Things You Should Be Doing When Using Cassandra Drivers

Hi folks, a couple weeks back I gave a webinar on what I consider to be a pretty important topic, “Things You Should Be Doing When Using Cassandra Drivers”. I was really please and surprised by the amount of great questions I got following that webinar. I’m doing this blog post to address a lot of those questions, since there are probably others wondering about these as well.

1. Is a prepared statement bound on one session or is it useable on another session?

 A prepared statement is derived from a particular session instance. So when you prepare a statement and it is sent over to the server, it is sent to the cluster with which this session instance is associated with. A session hold  connection to a certain keyspace through a cluster instance, allowing it to be queried. A prepared statement is a method of, and holds the characteristics of, the particular session you created. The prepared statement does not exist independently from the session, therefore you cannot “move it” or use it on another session. You would want to share the same cluster or session instance across your application, as you general have one keyspace per application. This is set at the application level, as part of your cluster configuration, as so:

cluster = Cluster
   .builder()
   .addContactPoint("192.168.0.30")
   .withQueryOptions(new QueryOptions().setConsistencyLevel(ConsistencyLevel.ONE)
   .withRetryPolicy(DefaultRetryPolicy.INSTANCE)
   .withLoadBalancingPolicy(new TokenAwarePolicy(new DCAwareRoundRobinPolicy()))
   .build();
session = cluster.connect("demo");

All queries that use this session will follow the same characteristics of the set cluster configuration. This query will utilize the connection held by the session. Your session is like the tunnel to your cluster

PreparedStatement statement = session.prepare("INSERT INTO users" +"(lastname, age, city, email, firstname)"
+ "VALUES (?,?,?,?,?);");

2. Does the query builder in Java have a way for generating prepared statements?

Has no way of generating prepared statements, but you can use the statement built in query builder to make a prepared statement.
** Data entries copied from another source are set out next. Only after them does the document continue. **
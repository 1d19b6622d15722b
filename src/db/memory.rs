//! In-memory store for local development and tests

use async_trait::async_trait;
use dashmap::DashMap;
use mongodb::bson::{oid::ObjectId, DateTime};

use super::store::{CabanaFilter, ReservationStore};
use crate::errors::StoreError;
use crate::models::{
    cabana::Cabana,
    pricing::PricingConfig,
    reservation::{BookedInterval, Reservation, ReservationStatus, StayInterval},
};
use crate::services::availability_service::AvailabilityService;

pub struct InMemoryStore {
    cabanas: DashMap<ObjectId, Cabana>,
    reservations: DashMap<ObjectId, Reservation>,
    /// Blocking stays per cabin. Holding a cabin's entry serializes writes for that cabin.
    held: DashMap<ObjectId, Vec<(ObjectId, StayInterval)>>,
}

impl InMemoryStore {
    pub fn new() -> Self {
        Self {
            cabanas: DashMap::new(),
            reservations: DashMap::new(),
            held: DashMap::new(),
        }
    }
}

impl Default for InMemoryStore {
    fn default() -> Self {
        Self::new()
    }
}

#[async_trait]
impl ReservationStore for InMemoryStore {
    async fn ping(&self) -> Result<(), StoreError> {
        Ok(())
    }

    async fn insert_cabana(&self, mut cabana: Cabana) -> Result<Cabana, StoreError> {
        let id = cabana.id.unwrap_or_else(ObjectId::new);
        let now = DateTime::now();
        cabana.id = Some(id);
        cabana.created_at = Some(now);
        cabana.updated_at = Some(now);
        self.cabanas.insert(id, cabana.clone());
        Ok(cabana)
    }

    async fn list_cabanas(&self, filter: &CabanaFilter) -> Result<Vec<Cabana>, StoreError> {
        let prefix = filter
            .search
            .as_ref()
            .filter(|search_text| !search_text.is_empty())
            .map(|search_text| search_text.to_lowercase());

        // ObjectIds grow with creation time, so this is insertion order.
        let mut cabanas: Vec<Cabana> = self
            .cabanas
            .iter()
            .filter(|entry| match &prefix {
                Some(prefix) => entry.value().name.to_lowercase().starts_with(prefix),
                None => true,
            })
            .map(|entry| entry.value().clone())
            .collect();
        cabanas.sort_by_key(|cabana| cabana.id);

        if let Some(limit) = filter.limit {
            cabanas.truncate(limit as usize);
        }
        Ok(cabanas)
    }

    async fn find_cabana(&self, id: &ObjectId) -> Result<Option<Cabana>, StoreError> {
        Ok(self.cabanas.get(id).map(|entry| entry.value().clone()))
    }

    async fn update_pricing(
        &self,
        id: &ObjectId,
        pricing: &PricingConfig,
    ) -> Result<bool, StoreError> {
        match self.cabanas.get_mut(id) {
            Some(mut cabana) => {
                cabana.pricing = Some(pricing.clone());
                cabana.updated_at = Some(DateTime::now());
                Ok(true)
            }
            None => Ok(false),
        }
    }

    async fn blocking_bookings(
        &self,
        cabana_id: &ObjectId,
    ) -> Result<Vec<BookedInterval>, StoreError> {
        Ok(self
            .reservations
            .iter()
            .filter(|entry| {
                entry.value().cabana_id == *cabana_id && entry.value().status.is_blocking()
            })
            .map(|entry| BookedInterval::from(entry.value()))
            .collect())
    }

    async fn find_reservation(&self, id: &ObjectId) -> Result<Option<Reservation>, StoreError> {
        Ok(self.reservations.get(id).map(|entry| entry.value().clone()))
    }

    async fn insert_if_available(
        &self,
        mut reservation: Reservation,
    ) -> Result<Reservation, StoreError> {
        let stay = reservation.stay();
        let mut held = self.held.entry(reservation.cabana_id).or_default();
        if held
            .iter()
            .any(|(_, other)| AvailabilityService::intervals_overlap(&stay, other))
        {
            return Err(StoreError::Unavailable);
        }

        let id = reservation.id.unwrap_or_else(ObjectId::new);
        reservation.id = Some(id);
        if reservation.status.is_blocking() {
            held.push((id, stay));
        }
        self.reservations.insert(id, reservation.clone());
        Ok(reservation)
    }

    async fn update_status(
        &self,
        id: &ObjectId,
        status: ReservationStatus,
    ) -> Result<Reservation, StoreError> {
        let cabana_id = self
            .reservations
            .get(id)
            .map(|entry| entry.value().cabana_id)
            .ok_or_else(|| StoreError::NotFound(id.to_hex()))?;

        let mut held = self.held.entry(cabana_id).or_default();
        let mut reservation = self
            .reservations
            .get_mut(id)
            .ok_or_else(|| StoreError::NotFound(id.to_hex()))?;

        if reservation.status == status {
            return Ok(reservation.clone());
        }

        let stay = reservation.stay();
        if !reservation.status.is_blocking() && status.is_blocking() {
            if held
                .iter()
                .any(|(_, other)| AvailabilityService::intervals_overlap(&stay, other))
            {
                return Err(StoreError::Unavailable);
            }
            held.push((*id, stay));
        } else if !status.is_blocking() {
            held.retain(|(held_id, _)| held_id != id);
        }

        reservation.status = status;
        reservation.updated_at = Some(DateTime::now());
        Ok(reservation.clone())
    }
}
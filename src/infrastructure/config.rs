//! Configuration management

use crate::error::{Result, TagdexError};
use serde::{Deserialize, Serialize};
use std::fs;
use std::path::{Path, PathBuf};

pub const CONFIG_DIR: &str = ".tagdex";
const CONFIG_FILE: &str = "config.toml";

#[derive(Debug, Clone, PartialEq, Eq, Serialize, Deserialize)]
#[serde(default)]
pub struct Config {
    /// Manifest path, relative to the workspace root unless absolute
    pub manifest: PathBuf,
    /// Lowercase tags from the manifest and from queries
    pub case_insensitive: bool,
    /// Default log filter when TAGDEX_LOG is unset
    pub log_level: String,
}

impl Default for Config {
    fn default() -> Self {
        Config {
            manifest: PathBuf::from("tags.toml"),
            case_insensitive: true,
            log_level: "warn".to_string(),
        }
    }
}

impl Config {
    /// Load config from .tagdex/config.toml in the given directory
    pub fn load_from_dir(path: &Path) -> Result<Self> {
        let config_path = path.join(CONFIG_DIR).join(CONFIG_FILE);

        let contents = fs::read_to_string(&config_path).map_err(|e| {
            if e.kind() == std::io::ErrorKind::NotFound {
                TagdexError::NotTagdexDirectory(path.to_path_buf())
            } else {
                TagdexError::Io(e)
            }
        })?;

        toml::from_str(&contents)
            .map_err(|e| TagdexError::Config(format!("Failed to parse config.toml: {}", e)))
    }

    /// Save config to .tagdex/config.toml in the given directory
    pub fn save_to_dir(&self, path: &Path) -> Result<()> {
        let config_dir = path.join(CONFIG_DIR);

        if !config_dir.exists() {
            fs::create_dir(&config_dir)?;
        }

        let contents = toml::to_string_pretty(self)?;
        fs::write(config_dir.join(CONFIG_FILE), contents)?;

        Ok(())
    }

    /// Manifest location, checking TAGDEX_MANIFEST first
    pub fn manifest_path(&self, root: &Path) -> PathBuf {
        let manifest = std::env::var_os("TAGDEX_MANIFEST")
            .map(PathBuf::from)
            .unwrap_or_else(|| self.manifest.clone());

        if manifest.is_absolute() {
            manifest
        } else {
            root.join(manifest)
        }
    }
}
//! Error types for tagdex
//!
//! The index itself never fails; these cover the workspace, manifest and
//! query layers around it.

use std::path::PathBuf;
use thiserror::Error;

/// Main error type for tagdex
#[derive(Debug, Error)]
pub enum TagdexError {
    #[error("Not a tagdex directory: {0}")]
    NotTagdexDirectory(PathBuf),

    #[error("Manifest not found: {0}")]
    ManifestNotFound(PathBuf),

    #[error("Invalid query: {0}")]
    InvalidQuery(String),

    #[error("IO error: {0}")]
    Io(#[from] std::io::Error),

    #[error("Configuration error: {0}")]
    Config(String),

    #[error("TOML deserialization error: {0}")]
    TomlDeserialize(#[from] toml::de::Error),

    #[error("TOML serialization error: {0}")]
    TomlSerialize(#[from] toml::ser::Error),
}

impl TagdexError {
    /// Get the exit code for this error
    pub fn exit_code(&self) -> i32 {
        match self {
            TagdexError::NotTagdexDirectory(_) => 2,
            TagdexError::InvalidQuery(_) => 3,
            TagdexError::ManifestNotFound(_) => 4,
            _ => 1,
        }
    }

    /// Get a user-friendly error message with suggestions
    pub fn display_with_suggestions(&self) -> String {
        match self {
            TagdexError::NotTagdexDirectory(path) => {
                format!(
                    "Not a tagdex directory: {}\n\n\
                    Suggestions:\n\
                    • Run 'tagdex init' in this directory to create a workspace\n\
                    • Set TAGDEX_ROOT to an existing workspace\n\
                    • Pass --manifest to query a manifest file directly",
                    path.display()
                )
            }
            TagdexError::ManifestNotFound(path) => {
                format!(
                    "Manifest not found: {}\n\n\
                    A manifest lists values and their tags:\n\n\
                    [values]\n\
                    \"report.pdf\" = [\"work\", \"urgent\"]\n\n\
                    Suggestions:\n\
                    • Pass --manifest <PATH>\n\
                    • Set TAGDEX_MANIFEST\n\
                    • Set 'manifest' in .tagdex/config.toml",
                    path.display()
                )
            }
            TagdexError::InvalidQuery(msg) => {
                format!(
                    "Invalid query: {}\n\n\
                    Queries combine tags with AND, OR, NOT and parentheses.\n\
                    Examples:\n\
                    tagdex query 'work AND urgent'\n\
                    tagdex query '(work OR personal) AND NOT done'",
                    msg
                )
            }
            _ => self.to_string(),
        }
    }
}

/// Result type using TagdexError
pub type Result<T> = std::result::Result<T, TagdexError>;
//! Property tests for TaggedIndex
//!
//! Random mutation sequences over a small tag/value universe, checked
//! against the index invariants and the set-algebra identities.

use proptest::prelude::*;
use std::collections::HashSet;
use tagdex::TaggedIndex;

// =============================================================================
// Strategies
// =============================================================================

#[derive(Debug, Clone)]
enum Op {
    Assign(u8, Vec<u8>),
    Add(u8, Vec<u8>),
    Remove(u8, Vec<u8>),
    RemoveValue(u8),
    DeleteTags(Vec<u8>),
}

fn tag_list() -> impl Strategy<Value = Vec<u8>> {
    prop::collection::vec(0u8..6, 0..4)
}

fn op() -> impl Strategy<Value = Op> {
    prop_oneof![
        3 => (0u8..8, tag_list()).prop_map(|(v, t)| Op::Assign(v, t)),
        3 => (0u8..8, tag_list()).prop_map(|(v, t)| Op::Add(v, t)),
        2 => (0u8..8, tag_list()).prop_map(|(v, t)| Op::Remove(v, t)),
        1 => (0u8..8).prop_map(Op::RemoveValue),
        1 => tag_list().prop_map(Op::DeleteTags),
    ]
}

fn build(ops: &[Op]) -> TaggedIndex<u8, u8> {
    let mut index = TaggedIndex::new();
    for op in ops {
        apply(&mut index, op);
    }
    index
}

fn apply(index: &mut TaggedIndex<u8, u8>, op: &Op) {
    match op {
        Op::Assign(v, tags) => index.assign(*v, tags.iter().copied()),
        Op::Add(v, tags) => index.add(*v, tags.iter().copied()),
        Op::Remove(v, tags) => index.remove(v, tags),
        Op::RemoveValue(v) => {
            index.remove_value(v);
        }
        Op::DeleteTags(tags) => index.delete_tags(tags),
    }
}

fn set(items: Vec<u8>) -> HashSet<u8> {
    items.into_iter().collect()
}

// =============================================================================
// Invariants
// =============================================================================

proptest! {
    /// v is a value of t exactly when t is a tag of v
    #[test]
    fn bidirectional_consistency(ops in prop::collection::vec(op(), 0..40)) {
        let index = build(&ops);

        for tag in 0u8..6 {
            for value in 0u8..8 {
                prop_assert_eq!(
                    index.values_of(&tag).contains(&value),
                    index.tags_of(&value).contains(&tag)
                );
            }
        }
    }

    /// Registered tags and values always carry at least one association
    #[test]
    fn no_empty_residue(ops in prop::collection::vec(op(), 0..40)) {
        let index = build(&ops);

        for tag in index.all_tags() {
            prop_assert!(!index.values_of(&tag).is_empty());
        }
        for value in index.all_values() {
            prop_assert!(!index.tags_of(&value).is_empty());
        }
        prop_assert_eq!(index.is_empty(), index.tag_count() == 0);
    }

    /// Assigning the same tags twice changes nothing
    #[test]
    fn assign_is_idempotent(
        ops in prop::collection::vec(op(), 0..30),
        value in 0u8..8,
        tags in tag_list()
    ) {
        let mut index = build(&ops);
        index.assign(value, tags.iter().copied());
        let once = index.clone();
        index.assign(value, tags.iter().copied());

        prop_assert_eq!(index, once);
    }

    /// add then remove of fresh tags restores the previous tag set
    #[test]
    fn add_remove_partial_inverse(
        ops in prop::collection::vec(op(), 0..30),
        value in 0u8..8,
        extra in prop::collection::vec(10u8..14, 1..4)
    ) {
        let mut index = build(&ops);
        let before = set(index.tags_of(&value));

        index.add(value, extra.iter().copied());
        index.remove(&value, &extra);

        prop_assert_eq!(set(index.tags_of(&value)), before);
    }

    /// intersect and union match set algebra over the two value sets
    #[test]
    fn intersect_union_duality(
        ops in prop::collection::vec(op(), 0..40),
        a in 0u8..6,
        b in 0u8..6
    ) {
        let index = build(&ops);
        let va = set(index.values_of(&a));
        let vb = set(index.values_of(&b));

        let intersect = set(index.intersect(&[a, b]));
        prop_assert_eq!(&intersect, &va.intersection(&vb).copied().collect::<HashSet<u8>>());
        prop_assert_eq!(set(index.union(&[a, b])), va.union(&vb).copied().collect::<HashSet<u8>>());
        prop_assert!(set(index.exact(&[a, b])).is_subset(&intersect));
    }

    /// complement(t) and values_of(t) partition all values
    #[test]
    fn complement_partitions_values(
        ops in prop::collection::vec(op(), 0..40),
        tag in 0u8..7
    ) {
        let index = build(&ops);
        let tagged = set(index.values_of(&tag));
        let rest = set(index.complement(&tag));

        prop_assert!(tagged.is_disjoint(&rest));
        prop_assert_eq!(
            tagged.union(&rest).copied().collect::<HashSet<u8>>(),
            set(index.all_values())
        );
    }

    /// Every exact match carries precisely the requested tags
    #[test]
    fn exact_matches_whole_tag_set(
        ops in prop::collection::vec(op(), 0..40),
        tags in prop::collection::vec(0u8..6, 1..4)
    ) {
        let index = build(&ops);
        let wanted = set(tags.clone());

        for value in index.exact(&tags) {
            prop_assert_eq!(set(index.tags_of(&value)), wanted.clone());
        }
    }

    /// symmetric_difference keeps values with exactly one listed tag
    #[test]
    fn symmetric_difference_exactly_one(
        ops in prop::collection::vec(op(), 0..40),
        tags in prop::collection::vec(0u8..6, 0..4)
    ) {
        let index = build(&ops);
        let listed = set(tags.clone());
        let result = set(index.symmetric_difference(&tags));

        for value in index.all_values() {
            let held = set(index.tags_of(&value));
            let hits = held.intersection(&listed).count();
            prop_assert_eq!(result.contains(&value), hits == 1);
        }
    }

    /// difference(from, excluding) keeps values of `from` avoiding all exclusions
    #[test]
    fn difference_avoids_exclusions(
        ops in prop::collection::vec(op(), 0..40),
        from in 0u8..6,
        excluding in tag_list()
    ) {
        let index = build(&ops);
        let result = set(index.difference(&from, &excluding));

        for value in index.values_of(&from) {
            let avoids = !excluding.iter().any(|t| index.has_tags(&value, &[*t]));
            prop_assert_eq!(result.contains(&value), avoids);
        }
        prop_assert!(result.is_subset(&set(index.values_of(&from))));
    }
}
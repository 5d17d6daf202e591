//! Shared helpers for unit tests that touch process environment variables

use std::ffi::OsString;
use std::sync::{Mutex, MutexGuard, OnceLock};

/// Serializes tests that read or write TAGDEX_* variables
pub fn env_test_lock() -> MutexGuard<'static, ()> {
    static LOCK: OnceLock<Mutex<()>> = OnceLock::new();
    LOCK.get_or_init(|| Mutex::new(()))
        .lock()
        .unwrap_or_else(|poisoned| poisoned.into_inner())
}

/// Restores an environment variable to its captured value on drop
pub struct EnvVarRestore {
    key: &'static str,
    previous: Option<OsString>,
}

impl EnvVarRestore {
    pub fn capture(key: &'static str) -> Self {
        Self {
            key,
            previous: std::env::var_os(key),
        }
    }
}

impl Drop for EnvVarRestore {
    fn drop(&mut self) {
        if let Some(value) = &self.previous {
            std::env::set_var(self.key, value);
        } else {
            std::env::remove_var(self.key);
        }
    }
}
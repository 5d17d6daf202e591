//! CLI command definitions

use clap::{Parser, Subcommand};
use std::path::PathBuf;

#[derive(Parser, Debug)]
#[command(name = "tagdex")]
#[command(about = "Query values by tag combination", long_about = None)]
#[command(version)]
pub struct Cli {
    /// Manifest to load instead of the workspace one
    #[arg(long, global = true, value_name = "PATH")]
    pub manifest: Option<PathBuf>,

    #[command(subcommand)]
    pub command: Commands,
}

#[derive(Subcommand, Debug)]
pub enum Commands {
    /// Initialize a new workspace
    Init {
        /// Directory to initialize (default: current directory)
        #[arg(default_value = ".")]
        path: PathBuf,
    },

    /// View or modify configuration
    Config {
        /// Config key to get or set
        key: Option<String>,

        /// Value to set (if provided, sets the key)
        value: Option<String>,

        /// List all configuration
        #[arg(short, long)]
        list: bool,
    },

    /// List every tag, or the tags of one value
    Tags {
        /// Only show tags of this value
        #[arg(long, value_name = "VALUE")]
        of: Option<String>,
    },

    /// List every value, or the values of one tag
    Values {
        /// Only show values carrying this tag
        #[arg(long, value_name = "TAG")]
        tag: Option<String>,
    },

    /// Check whether a value carries all given tags
    Has {
        value: String,
        tags: Vec<String>,
    },

    /// Values carrying all of the tags
    Intersect {
        #[arg(required = true)]
        tags: Vec<String>,
    },

    /// Values carrying any of the tags
    Union {
        #[arg(required = true)]
        tags: Vec<String>,
    },

    /// Values whose tags are exactly these
    Exact {
        #[arg(required = true)]
        tags: Vec<String>,
    },

    /// Values tagged FROM carrying none of EXCLUDING
    Difference {
        from: String,
        excluding: Vec<String>,
    },

    /// Values not carrying TAG
    Complement { tag: String },

    /// Values carrying exactly one of the tags
    Symdiff {
        #[arg(required = true)]
        tags: Vec<String>,
    },

    /// Evaluate a boolean query (e.g. "work AND NOT done")
    Query { expression: String },
}
//! CLI layer - Command-line interface

pub mod commands;
pub mod output;

pub use commands::{Cli, Commands};
pub use output::{format_tag_list, format_value_list};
Like this:

session.prepare(builtByQueryBuilderStatement);
PreparedStatement statement = session.prepare(QueryBuilder.select().all().from("demo", "users").where(eq("lastname", (?)));)
BoundStatement boundStatement = new BoundStatement(statement);
session.execute(boundStatement.bind("Jones"));

3. How do you get the token ranges using a Cassandra driver?

I would use CQL for this actually. Use the system keyspace and DESCRIBE the system.local table to see the what’s in there. The system keyspace includes a number of tables that contain details about your Cassandra database objects and cluster configuration. The local table (RF=1) holds information a node has about itself and a superset of gossip. Gossip is a peer-to-peer communication protocol for exchanging location and state information between nodes. There this table contains information about the other nodes in the cluster. You can query from the local table to get a list of tokens and host_ids for the cluster.

cqlsh> USE system;

cqlsh:system> desc table local;

CREATE TABLE local (
   key text,
   bootstrapped text,
   cluster_name text,
   cql_version text,
   data_center text,
   gossip_generation int,
   host_id uuid,
   native_protocol_version text,
   partitioner text,
   rack text,
   release_version text,
   schema_version uuid,
   thrift_version text,
   tokens set<text>,
   truncated_at map<uuid, blob>,
   PRIMARY KEY (key)
);

As you can see there are columns for host_id (a node identifier) and tokens

cqlsh:system> select host_id, tokens from local;

will give you the tokens held by each node in the cluster (host_id). Similar information could also be obtained from querying the system.peers table.

 
4. What is the best practice for writing in batches?
 
Batches are the best way to update multiple tables at once. Keep batches small, under 5 kb of data. Remember that batches are for atomicity, not performance optimization. Check out this blog post for more on best practices when using batches.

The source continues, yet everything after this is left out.